Clinics and Practice 2011; volume 1:e46
The immediate effects of a novel auditory and proprioceptive training device on gait after stroke Eric G. Johnson, Everett B. Lohman, Abel Rendon, Ektaben G. Dobariya, Shubhada S. Ramani, Lissie E. Mayer Loma Linda University, Department of Physical Therapy, Loma Linda, CA, USA
Abstract This case report describes the immediate effects of a new rehabilitation tool on gait in a chronic stroke patient. Specifically, we measured step length symmetry and gait velocity in a 47 year-old male stroke patient who was currently receiving outpatient physical therapy. Objective gait measurements were taken using the GAITRite before, during, and after a 5 minute training session. Step length symmetry improved 26% during the first minute of training, 71% by the fifth minute of training, and 72% after a 5 minute rest period posttraining. Gait velocity increased by 5.5% after 5 minutes of training. Clinical research is warranted to validate this new training tool as a useful adjunctive rehabilitation activity for improving spatial and temporal aspects of gait after stroke.

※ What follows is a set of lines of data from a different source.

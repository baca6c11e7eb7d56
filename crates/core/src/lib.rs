//! Lobbyist Core Library
//!
//! I/O-free pieces shared by the protocol engine and the binary: user
//! identities, credential encoding, and configuration.

pub mod config;
pub mod credentials;
pub mod error;
pub mod user;

pub use config::{ClientSection, LobbyConfig, LobbySection, TimingSection, DEFAULT_PORT};
pub use credentials::{encode_password, Credentials};
pub use error::{Error, Result};
pub use user::User;
//! Lobbyist - persistent SpringRTS lobby client
//!
//! Loads the TOML config, connects, logs in, joins the configured channels
//! and logs chat until interrupted.

use std::path::PathBuf;
use std::process::ExitCode;
use std::sync::Arc;

use clap::Parser;
use lobbyist_core::LobbyConfig;
use lobbyist_net::{Client, ClientOptions, EventBus, TcpConnector};
use tracing_subscriber::{layer::SubscriberExt, util::SubscriberInitExt, EnvFilter};

mod responder;

use responder::Responder;

#[derive(Debug, Parser)]
#[command(name = "lobbyist", version, about = "Persistent SpringRTS lobby client")]
struct Args {
    /// Config file (defaults to <config dir>/lobbyist/lobbyist.toml)
    #[arg(short, long)]
    config: Option<PathBuf>,

    /// Answer channel messages regardless of the config's echo setting
    #[arg(long)]
    echo: bool,

    /// Log at debug level, including every line sent and received
    #[arg(short, long)]
    verbose: bool,
}

fn init_tracing(verbose: bool) {
    let filter = if verbose {
        EnvFilter::new("debug")
    } else {
        EnvFilter::try_from_default_env().unwrap_or_else(|_| EnvFilter::new("info"))
    };

    tracing_subscriber::registry()
        .with(tracing_subscriber::fmt::layer())
        .with(filter)
        .init();
}

fn main() -> ExitCode {
    let args = Args::parse();
    init_tracing(args.verbose);

    tracing::info!("Starting lobbyist");

    let runtime = match tokio::runtime::Runtime::new() {
        Ok(runtime) => runtime,
        Err(e) => {
            tracing::error!(error = %e, "Failed to create tokio runtime");
            return ExitCode::FAILURE;
        }
    };

    match runtime.block_on(run(args)) {
        Ok(()) => ExitCode::SUCCESS,
        Err(e) => {
            tracing::error!(error = %e, "lobbyist stopped");
            ExitCode::FAILURE
        }
    }
}

async fn run(args: Args) -> Result<(), Box<dyn std::error::Error>> {
    let path = match args.config {
        Some(path) => path,
        None => LobbyConfig::default_path()?,
    };
    let config = LobbyConfig::load(&path)?;
    tracing::info!(
        config = %path.display(),
        server = %format!("{}:{}", config.lobby.host, config.lobby.port),
        user = ?config.lobby.user,
        "Loaded config"
    );

    let bus = EventBus::new();
    Responder::new(args.echo || config.client.echo).install(&bus);

    let client = Client::connect(ClientOptions::from(&config), Arc::new(TcpConnector), bus).await?;
    tracing::info!(netid = %client.netid(), "Connected");

    tokio::signal::ctrl_c().await?;
    tracing::info!("Interrupted, shutting down");
    client.shutdown();
    Ok(())
}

Introduction According to the American Heart Association,1 the number of stroke survivors in the United States is nearly 6.5 million people with approximately 795,000 strokes occurring annually. This is equivalent to 1 stroke occurrence every 40 seconds.1 Ambulation after stroke is a primary functional limitation and in many cases, gait abnormalities contribute to falls.2,3 Some of the abnormalities contributing to hemiparetic gait include reduced gait speed and step length asymmetry.3-5 Asymmetrical step length is a very common occurrence poststroke, resulting from one side of the body being affected more than the other.2,6,7 A typical gait pattern after stroke includes a slower circumductive step with the hemiparetic limb followed by a shorter quick step with the sound limb.2 Circumduction results from difficulty clearing the functionally longer limb during swing limb advancement. The hemiparetic limb is considered ‘functionally longer’ because the patient often lacks adequate hip flexion, knee flexion, and ankle dorsiflexion during swing limb advancement.2 Stroke
patients also take slower, longer steps with the hemiparetic limb because they are more comfortable in single limb stance on the unaffected limb.2 On the contrary, they often take quick, short steps with the unaffected limb in order to spend less time in single limb stance on the hemiparetic side.2 In addition to the asymmetrical step length, gait velocity is reduced and increased risk for falls has been attributed to reduced gait speeds.3 Falls are caused by a complex interaction between intrinsic and extrinsic factors.8 Extrinsic factors include floor surfaces, lighting, obstacles in the path of walking, etc.9 Intrinsic factors for falls include abnormal gait, which is reported to be the second most common problem for falls in older persons.10,11 It is estimated that between 14% and 65% of stroke survivors experience falls while in the hospital and up to 73% of stroke survivors experience a fall in the first 6 months after discharge.12 Several successful post-stroke gait interventions have been reported in the literature including elliptical training,13 body-weight supported treadmill training,14 locomotor imagery training,15 auditory cueing,16,17 and robotic assisted gait.18 The Tib Trainer® (TT) (Bright Ideas 4 Therapy, LLC, Oxnard, CA, USA) is a new clinical training tool intended to improve gait in patients with neurologic pathologies such as stroke (Figure 1). It provides resistance from the ground up through a hook fastener strap system and provides auditory cues with each step as it is pulled off the carpet.19 Anecdotal clinical sessions using the TT on stroke patients suggest that improvements in temporal and spatial aspects of gait occur. This case report describes the immediate effects of the TT on gait parameters in a chronic stroke patient who was currently receiving outpatient physical therapy.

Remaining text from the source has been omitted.